Analysis of photocontrol of aspartate kinase in barley (Hordeum vulgare L.) seedlings

Abstract

Aspartate kinase (AK) activity is regulated by light. The activity was more in light exposed barley seedlings than those grown in the dark. The light effect was manifested even with small exposures of 5 min duration and red light was more effective than white light in this respect. The effect of 5 min red light could be reversed by a 5 min pulse of far-red light indicating the involvement of phytochrome in this response. The phytochrome is also involved in long term light effects (24 hr exposures with white light). Ca++ takes part in the signal transduction pathway for this light response. Western blot analysis using antibodies raised against the purified lysine- and threonine-sensitive AK isoenzymes from spinach leaves showed no cross reaction with the antibodies to the threonine-sensitive AK in the dark and 5 min far-red light exposed seedlings. But the protein band was detected in the white and red lights.
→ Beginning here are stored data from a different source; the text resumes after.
//! 重投与死信策略

use crate::config::{Config, DispatchConfig};
use crate::error::ProcessingError;
use chunkq_common::ChunkResult;
use serde::{Deserialize, Serialize};
use std::time::Duration;

/// 死信分块的处理方式
#[derive(Debug, Clone, Copy, PartialEq, Eq, Serialize, Deserialize, Default)]
#[serde(tag = "policy", rename_all = "snake_case")]
pub enum DeadLetterPolicy {
    /// 判定为终止失败，死信留待外部重新提交
    #[default]
    Hold,
    /// 由死信监视器自动重新派发，最多 max_rounds 轮
    Redispatch {
        #[serde(default = "default_max_rounds")]
        max_rounds: u32,
    },
}

fn default_max_rounds() -> u32 {
    1
}

impl DeadLetterPolicy {
    /// 该轮次的死信是否还会被重新派发
    pub fn will_redispatch(&self, dispatch_round: u32) -> bool {
        match self {
            DeadLetterPolicy::Hold => false,
            DeadLetterPolicy::Redispatch { max_rounds } => dispatch_round < *max_rounds,
        }
    }
}

/// 一次投递处理完之后对消息的处置
#[derive(Debug, Clone, Copy, PartialEq, Eq)]
pub enum Disposition {
    Ack,
    Requeue,
    DeadLetter,
}

#[derive(Debug, Clone, Copy, PartialEq, Eq)]
pub struct Decision {
    pub disposition: Disposition,
    pub result: ChunkResult,
}

#[derive(Debug, Clone, Copy, PartialEq, Eq)]
pub struct RetryPolicy {
    pub redelivery_limit: u32,
    pub dead_letter: DeadLetterPolicy,
}

impl RetryPolicy {
    pub fn from_config(config: &Config) -> Self {
        Self {
            redelivery_limit: config.queue.redelivery_limit,
            dead_letter: config.dead_letter,
        }
    }

    pub fn decide(
        &self,
        redelivery_count: u32,
        dispatch_round: u32,
        processed: &Result<(), ProcessingError>,
    ) -> Decision {
        match processed {
            Ok(()) => Decision {
                disposition: Disposition::Ack,
                result: ChunkResult::Success,
            },
            Err(ProcessingError::Permanent(_)) => Decision {
                disposition: Disposition::Ack,
                result: ChunkResult::TerminalFailure,
            },
            Err(ProcessingError::Transient(_)) if redelivery_count < self.redelivery_limit => {
                Decision {
                    disposition: Disposition::Requeue,
                    result: ChunkResult::RetriableFailure,
                }
            }
            Err(ProcessingError::Transient(_)) => {
                let result = if self.dead_letter.will_redispatch(dispatch_round) {
                    ChunkResult::RetriableFailure
                } else {
                    ChunkResult::TerminalFailure
                };
                Decision {
                    disposition: Disposition::DeadLetter,
                    result,
                }
            }
        }
    }
}

/// 指数退避，封顶于 max
#[derive(Debug, Clone, Copy, PartialEq, Eq)]
pub struct Backoff {
    pub base: Duration,
    pub max: Duration,
}

impl Backoff {
    pub fn from_config(config: &DispatchConfig) -> Self {
        Self {
            base: Duration::from_millis(config.publish_backoff_ms),
            max: Duration::from_millis(config.publish_backoff_max_ms),
        }
    }

    /// 第 attempt 次失败后的等待时间（attempt 从 1 开始）
    pub fn delay(&self, attempt: u32) -> Duration {
        let exp = attempt.saturating_sub(1).min(16);
        self.base.saturating_mul(1 << exp).min(self.max)
    }
}

#[cfg(test)]
mod tests {
    use super::*;

    fn policy(dead_letter: DeadLetterPolicy) -> RetryPolicy {
        RetryPolicy {
            redelivery_limit: 5,
            dead_letter,
        }
    }

    #[test]
    fn transient_failures_requeue_until_limit() {
        let p = policy(DeadLetterPolicy::Hold);
        let err = Err(ProcessingError::transient("timeout"));

        for count in 0..5 {
            let decision = p.decide(count, 0, &err);
            assert_eq!(decision.disposition, Disposition::Requeue);
            assert_eq!(decision.result, ChunkResult::RetriableFailure);
        }

        let decision = p.decide(5, 0, &err);
        assert_eq!(decision.disposition, Disposition::DeadLetter);
        assert_eq!(decision.result, ChunkResult::TerminalFailure);
    }

    #[test]
    fn permanent_failure_is_acked_as_terminal() {
        let decision = policy(DeadLetterPolicy::Hold).decide(
            0,
            0,
            &Err(ProcessingError::permanent("malformed")),
        );
        assert_eq!(decision.disposition, Disposition::Ack);
        assert_eq!(decision.result, ChunkResult::TerminalFailure);
    }

    #[test]
    fn redispatch_policy_keeps_chunk_open_while_rounds_remain() {
        let p = policy(DeadLetterPolicy::Redispatch { max_rounds: 1 });
        let err = Err(ProcessingError::transient("busy"));

        let first_round = p.decide(5, 0, &err);
        assert_eq!(first_round.disposition, Disposition::DeadLetter);
        assert_eq!(first_round.result, ChunkResult::RetriableFailure);

        let last_round = p.decide(5, 1, &err);
        assert_eq!(last_round.result, ChunkResult::TerminalFailure);
    }

    #[test]
    fn backoff_doubles_and_caps() {
        let backoff = Backoff {
            base: Duration::from_millis(100),
            max: Duration::from_millis(500),
        };
        assert_eq!(backoff.delay(1), Duration::from_millis(100));
        assert_eq!(backoff.delay(2), Duration::from_millis(200));
        assert_eq!(backoff.delay(3), Duration::from_millis(400));
        assert_eq!(backoff.delay(4), Duration::from_millis(500));
        assert_eq!(backoff.delay(40), Duration::from_millis(500));
    }
}
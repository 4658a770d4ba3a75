use crate::channel::{DeadLetter, MessageChannel};
use crate::error::Error;
use crate::retry::DeadLetterPolicy;
use crate::tracker::TrackerHandle;
use chunkq_common::{ChunkOutcome, FileId};
use std::sync::{Arc, Mutex, MutexGuard};
use std::time::Duration;
use tokio::time::sleep;
use tokio_util::sync::CancellationToken;
use tracing::{debug, error, info, warn};

/// 暂存的死信，供外部检查或重新提交
#[derive(Debug, Clone, Default)]
pub struct ParkedDeadLetters(Arc<Mutex<Vec<DeadLetter>>>);

impl ParkedDeadLetters {
    fn lock(&self) -> MutexGuard<'_, Vec<DeadLetter>> {
        self.0.lock().unwrap_or_else(|e| e.into_inner())
    }

    fn park(&self, dead_letter: DeadLetter) {
        self.lock().push(dead_letter);
    }

    pub fn len(&self) -> usize {
        self.lock().len()
    }

    pub fn is_empty(&self) -> bool {
        self.lock().is_empty()
    }

    pub fn all(&self) -> Vec<DeadLetter> {
        self.lock().clone()
    }

    /// 取出某个文件的全部死信
    pub fn take_file(&self, file_id: FileId) -> Vec<DeadLetter> {
        let mut parked = self.lock();
        let (taken, kept): (Vec<_>, Vec<_>) = parked
            .drain(..)
            .partition(|dl| dl.task.file_id == file_id);
        *parked = kept;
        taken
    }
}

/// 消费死信队列。
///
/// `Redispatch` 策略下，轮次未用完的死信以新的轮次重新发布；
/// 其余死信向跟踪器上报终止失败并暂存。
pub struct DeadLetterMonitor {
    channel: Arc<dyn MessageChannel>,
    tracker: TrackerHandle,
    policy: DeadLetterPolicy,
    parked: ParkedDeadLetters,
}

impl DeadLetterMonitor {
    pub fn new(
        channel: Arc<dyn MessageChannel>,
        tracker: TrackerHandle,
        policy: DeadLetterPolicy,
    ) -> Self {
        Self {
            channel,
            tracker,
            policy,
            parked: ParkedDeadLetters::default(),
        }
    }

    pub fn parked(&self) -> ParkedDeadLetters {
        self.parked.clone()
    }

    pub async fn run(self, shutdown: CancellationToken) {
        info!(policy = ?self.policy, "死信监视器已启动");
        loop {
            let dead_letter = tokio::select! {
                _ = shutdown.cancelled() => break,
                received = self.channel.receive_dead_letter() => match received {
                    Ok(dl) => dl,
                    Err(Error::ChannelClosed) => break,
                    Err(e) => {
                        error!(error = %e, "接收死信失败");
                        sleep(Duration::from_millis(100)).await;
                        continue;
                    }
                },
            };
            self.handle(dead_letter).await;
        }
        info!("死信监视器已退出");
    }

    async fn handle(&self, dead_letter: DeadLetter) {
        let task = &dead_letter.task;
        if self.policy.will_redispatch(task.dispatch_round) {
            let mut next = task.clone();
            next.dispatch_round += 1;
            info!(
                file_id = %task.file_id,
                chunk_index = task.chunk_index,
                round = next.dispatch_round,
                "重新派发死信分块"
            );
            match self.channel.publish(next).await {
                Ok(()) => return,
                Err(e) => warn!(error = %e, "重新派发失败，判定为终止失败"),
            }
        }

        let outcome = ChunkOutcome::terminal(
            task.file_id,
            task.chunk_index,
            dead_letter.reason.clone(),
        );
        if let Err(e) = self.tracker.report(outcome).await {
            error!(error = %e, "无法上报死信结果");
        }
        debug!(
            file_id = %task.file_id,
            chunk_index = task.chunk_index,
            reason = %dead_letter.reason,
            "死信已暂存"
        );
        self.parked.park(dead_letter);
    }
}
Northern blot analysis of seedlings grown under dark and exposed to white, red and far-red lights and probed with the gene encoding aspartokinase-homoserine dehydrogenase (AKHSD) protein indicated that the gene was differentially expressed. In dark grown seedlings, AKHSD transcript was in low concentration as compared to white light where the transcript concentration was high. A 5 min red light pulse increased the transcript concentration significantly in contrast to 5 min far-red light. The transcript concentration was reduced when 5 min red light was followed by a 5 min far-red light pulse. The AK activity in dark-raised seedlings is attributed to the presence of only one isoenzyme that is sensitive to lysine but insensitive to Ca++ and calmodulin (CAM). In both white and red light exposed seedlings, three isoenzymes of AK were detected. Two of these were sensitive to threonine while one was sensitive to lysine. Both of the threonine sensitive isoenzymes were activated by Ca++ and CAM. Also one of these isoenzymes seems to be located and synthesized in chloroplasts because its synthesis was completely inhibited by chloramphenicol but not by cycloheximide.